**DESCRIPTION OF THE TASK:** Reproduce the records exactly, beginning with their first line and ending with the line that contains "static NEXT_FRAME_ID: AtomicU64", and output nothing more.

INPUT DATA section start

//! Camera frame ownership.
//!
//! - `Frame`: one captured frame. Pixels are private, normalized to RGB at
//!   construction, and zeroized on drop. Carries the producer's release hook.
//! - `FrameView`: borrowed, read-only view handed to analyses.
//!
//! A frame is not `Clone`: there is exactly one owner of the release hook.
//!
//! ```compile_fail
//! use assist_vision::{Frame, PixelFormat, Rotation};
//!
//! let frame = Frame::new(vec![0u8; 3], 1, 1, PixelFormat::Rgb24, Rotation::Deg0, 0).unwrap();
//! let copy = frame.clone();
//! ```

use anyhow::{anyhow, Result};
use image::{imageops, RgbImage};
use std::sync::atomic::{AtomicU64, Ordering};
use std::sync::{Mutex, OnceLock};
use zeroize::Zeroize;

use crate::error::PipelineError;
use crate::ingest::normalize_to_rgb;
pub use crate::ingest::PixelFormat;

/// Callback returning the frame's buffer to its producer.
pub type ReleaseHook = Box<dyn FnOnce() + Send>;

static NEXT_FRAME_ID: AtomicU64 = AtomicU64::new(1);

/// Process-unique frame identifier, used to correlate results.
#[derive(Clone, Copy, Debug, PartialEq, Eq, Hash, PartialOrd, Ord)]
pub struct FrameId(pub u64);

impl std::fmt::Display for FrameId {
    fn fmt(&self, f: &mut std::fmt::Formatter<'_>) -> std::fmt::Result {
        write!(f, "#{}", self.0)
    }
}

/// Clockwise rotation needed to show the sensor image upright.
#[derive(Clone, Copy, Debug, Default, PartialEq, Eq)]
pub enum Rotation {
    #[default]
    Deg0,
    Deg90,
    Deg180,
    Deg270,
}

impl Rotation {
    pub fn from_degrees(degrees: i32) -> Result<Self> {
        match degrees.rem_euclid(360) {
            0 => Ok(Rotation::Deg0),
            90 => Ok(Rotation::Deg90),
            180 => Ok(Rotation::Deg180),
            270 => Ok(Rotation::Deg270),
            _ => Err(PipelineError::InvalidFrame(format!(
                "rotation must be a multiple of 90 degrees, got {}",
                degrees
            ))
            .into()),
        }
    }

    pub fn degrees(&self) -> u32 {
        match self {
            Rotation::Deg0 => 0,
            Rotation::Deg90 => 90,
            Rotation::Deg180 => 180,
            Rotation::Deg270 => 270,
        }
    }

    fn swaps_axes(&self) -> bool {
        matches!(self, Rotation::Deg90 | Rotation::Deg270)
    }
}

pub struct Frame {
    id: FrameId,
    /// Private sensor-orientation RGB pixels.
    image: RgbImage,
    /// Sensor dimensions.
    pub width: u32,
    pub height: u32,
    pub rotation: Rotation,
    /// Capture time, milliseconds since the Unix epoch.
    pub timestamp_ms: u64,
    upright: OnceLock<RgbImage>,
    release_hook: Mutex<Option<ReleaseHook>>,
}

// Explicitly NOT implementing Clone.

impl Frame {
    /// Wrap a captured buffer. The buffer length must match `format`,
    /// `width` and `height`.
    pub fn new(
        pixels: Vec<u8>,
        width: u32,
        height: u32,
        format: PixelFormat,
        rotation: Rotation,
        timestamp_ms: u64,
    ) -> Result<Self> {
        if width == 0 || height == 0 {
            return Err(PipelineError::InvalidFrame(format!(
                "frame dimensions must be non-zero, got {}x{}",
                width, height
            ))
            .into());
        }
        let rgb = normalize_to_rgb(pixels, width, height, format)
            .map_err(|e| PipelineError::InvalidFrame(format!("{:#}", e)))?;
        let image = RgbImage::from_raw(width, height, rgb)
            .ok_or_else(|| anyhow!("RGB buffer does not fit {}x{}", width, height))?;
        Ok(Self {
            id: FrameId(NEXT_FRAME_ID.fetch_add(1, Ordering::Relaxed)),
            image,
            width,
            height,
            rotation,
            timestamp_ms,
            upright: OnceLock::new(),
            release_hook: Mutex::new(None),
        })
    }

    /// Attach the producer's release callback.
    pub fn with_release_hook<F>(self, hook: F) -> Self
    where
        F: FnOnce() + Send + 'static,
    {
        if let Ok(mut slot) = self.release_hook.lock() {
            *slot = Some(Box::new(hook));
        }
        self
    }

    pub fn id(&self) -> FrameId {
        self.id
    }

    /// Read-only view for analyses.
    pub fn view(&self) -> FrameView<'_> {
        FrameView { frame: self }
    }

    /// Hand the buffer back to the producer.
    ///
    /// Returns true if this call fired the release hook. Callers sharing a
    /// frame across analyses must coordinate so only the last one releases;
    /// see `pipeline::FrameLease`.
    pub fn release(&self) -> bool {
        let hook = match self.release_hook.lock() {
            Ok(mut slot) => slot.take(),
            Err(poisoned) => poisoned.into_inner().take(),
        };
        match hook {
            Some(hook) => {
                hook();
                log::debug!("frame {} released", self.id);
                true
            }
            None => false,
        }
    }

    /// True once the release hook has fired (or if none was attached).
    pub fn is_released(&self) -> bool {
        match self.release_hook.lock() {
            Ok(slot) => slot.is_none(),
            Err(poisoned) => poisoned.into_inner().is_none(),
        }
    }

    fn upright_image(&self) -> &RgbImage {
        if self.rotation == Rotation::Deg0 {
            return &self.image;
        }
        self.upright.get_or_init(|| match self.rotation {
            Rotation::Deg90 => imageops::rotate90(&self.image),
            Rotation::Deg180 => imageops::rotate180(&self.image),
            Rotation::Deg270 => imageops::rotate270(&self.image),
            Rotation::Deg0 => self.image.clone(),
        })
    }
}

impl Drop for Frame {
    fn drop(&mut self) {
        let hook = match self.release_hook.get_mut() {
            Ok(slot) => slot.take(),
            Err(poisoned) => poisoned.into_inner().take(),
        };
        if let Some(hook) = hook {
            log::warn!("frame {} dropped without release; releasing now", self.id);
            hook();
        }
        // Zeroize pixel data on drop to limit exposure window.
        let pixels: &mut [u8] = &mut self.image;
        pixels.zeroize();
        if let Some(upright) = self.upright.get_mut() {
            let pixels: &mut [u8] = upright;
            pixels.zeroize();
        }
    }
}

/// Read-only view of a frame for analyses.
///
/// Dimensions and image are upright (rotation already applied); every box
/// produced from this view is in upright coordinates.
pub struct FrameView<'a> {
    frame: &'a Frame,
}

impl<'a> FrameView<'a> {
    pub fn id(&self) -> FrameId {
        self.frame.id
    }

    pub fn width(&self) -> u32 {
        if self.frame.rotation.swaps_axes() {
            self.frame.height
        } else {
            self.frame.width
        }
    }

    pub fn height(&self) -> u32 {
        if self.frame.rotation.swaps_axes() {
            self.frame.width
        } else {
            self.frame.height
        }
    }

    pub fn rotation(&self) -> Rotation {
        self.frame.rotation
    }

    pub fn timestamp_ms(&self) -> u64 {
        self.frame.timestamp_ms
    }

    /// Upright RGB image, rotated once and cached on the frame.
    pub fn upright_image(&self) -> &'a RgbImage {
        self.frame.upright_image()
    }
}

#[cfg(test)]
mod tests {
    use super::*;
    use image::Rgb;
    use std::sync::atomic::AtomicUsize;
    use std::sync::Arc;

    fn rgb_frame(width: u32, height: u32, rotation: Rotation) -> Frame {
        let mut pixels = Vec::with_capacity((width * height * 3) as usize);
        for y in 0..height {
            for x in 0..width {
                pixels.extend_from_slice(&[x as u8, y as u8, 7]);
            }
        }
        Frame::new(pixels, width, height, PixelFormat::Rgb24, rotation, 1_000).unwrap()
    }

    #[test]
    fn rotation_parses_multiples_of_ninety() -> Result<()> {
        assert_eq!(Rotation::from_degrees(90)?, Rotation::Deg90);
        assert_eq!(Rotation::from_degrees(-90)?, Rotation::Deg270);
        assert_eq!(Rotation::from_degrees(360)?, Rotation::Deg0);
        assert!(Rotation::from_degrees(45).is_err());
        Ok(())
    }

    #[test]
    fn view_reports_upright_geometry() {
        let frame = rgb_frame(4, 2, Rotation::Deg90);
        let view = frame.view();
        assert_eq!((view.width(), view.height()), (2, 4));
        assert_eq!(view.upright_image().dimensions(), (2, 4));
        // Clockwise: sensor bottom-left (0, 1) lands at upright top-left.
        assert_eq!(view.upright_image().get_pixel(0, 0), &Rgb([0, 1, 7]));
        assert_eq!(view.timestamp_ms(), 1_000);
    }

    #[test]
    fn unrotated_view_is_sensor_image() {
        let frame = rgb_frame(3, 2, Rotation::Deg0);
        assert_eq!(frame.view().upright_image().get_pixel(2, 1), &Rgb([2, 1, 7]));
    }

    #[test]
    fn rejects_wrong_buffer_length() {
        let err = Frame::new(vec![0u8; 5], 2, 2, PixelFormat::Rgb24, Rotation::Deg0, 0)
            .err()
            .expect("length mismatch");
        assert!(matches!(
            err.downcast_ref::<PipelineError>(),
            Some(PipelineError::InvalidFrame(_))
        ));
    }

    #[test]
    fn release_fires_hook_once() {
        let count = Arc::new(AtomicUsize::new(0));
        let hook_count = count.clone();
        let frame = rgb_frame(2, 2, Rotation::Deg0).with_release_hook(move || {
            hook_count.fetch_add(1, Ordering::SeqCst);
        });

        assert!(!frame.is_released());
        assert!(frame.release());
        assert!(!frame.release());
        drop(frame);

        assert_eq!(count.load(Ordering::SeqCst), 1);
    }

    #[test]
    fn dropping_unreleased_frame_still_releases() {
        let count = Arc::new(AtomicUsize::new(0));
        let hook_count = count.clone();
        let frame = rgb_frame(2, 2, Rotation::Deg0).with_release_hook(move || {
            hook_count.fetch_add(1, Ordering::SeqCst);
        });
        drop(frame);
        assert_eq!(count.load(Ordering::SeqCst), 1);
    }

    #[test]
    fn frame_ids_are_unique() {
        let a = rgb_frame(1, 1, Rotation::Deg0);
        let b = rgb_frame(1, 1, Rotation::Deg0);
        assert_ne!(a.id(), b.id());
    }
}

INPUT DATA section end

**ANSWER TO THE EXERCISE:**
//! Camera frame ownership.
//!
//! - `Frame`: one captured frame. Pixels are private, normalized to RGB at
//!   construction, and zeroized on drop. Carries the producer's release hook.
//! - `FrameView`: borrowed, read-only view handed to analyses.
//!
//! A frame is not `Clone`: there is exactly one owner of the release hook.
//!
//! ```compile_fail
//! use assist_vision::{Frame, PixelFormat, Rotation};
//!
//! let frame = Frame::new(vec![0u8; 3], 1, 1, PixelFormat::Rgb24, Rotation::Deg0, 0).unwrap();
//! let copy = frame.clone();
//! ```

use anyhow::{anyhow, Result};
use image::{imageops, RgbImage};
use std::sync::atomic::{AtomicU64, Ordering};
use std::sync::{Mutex, OnceLock};
use zeroize::Zeroize;

use crate::error::PipelineError;
use crate::ingest::normalize_to_rgb;
pub use crate::ingest::PixelFormat;

/// Callback returning the frame's buffer to its producer.
pub type ReleaseHook = Box<dyn FnOnce() + Send>;

static NEXT_FRAME_ID: AtomicU64 = AtomicU64::new(1);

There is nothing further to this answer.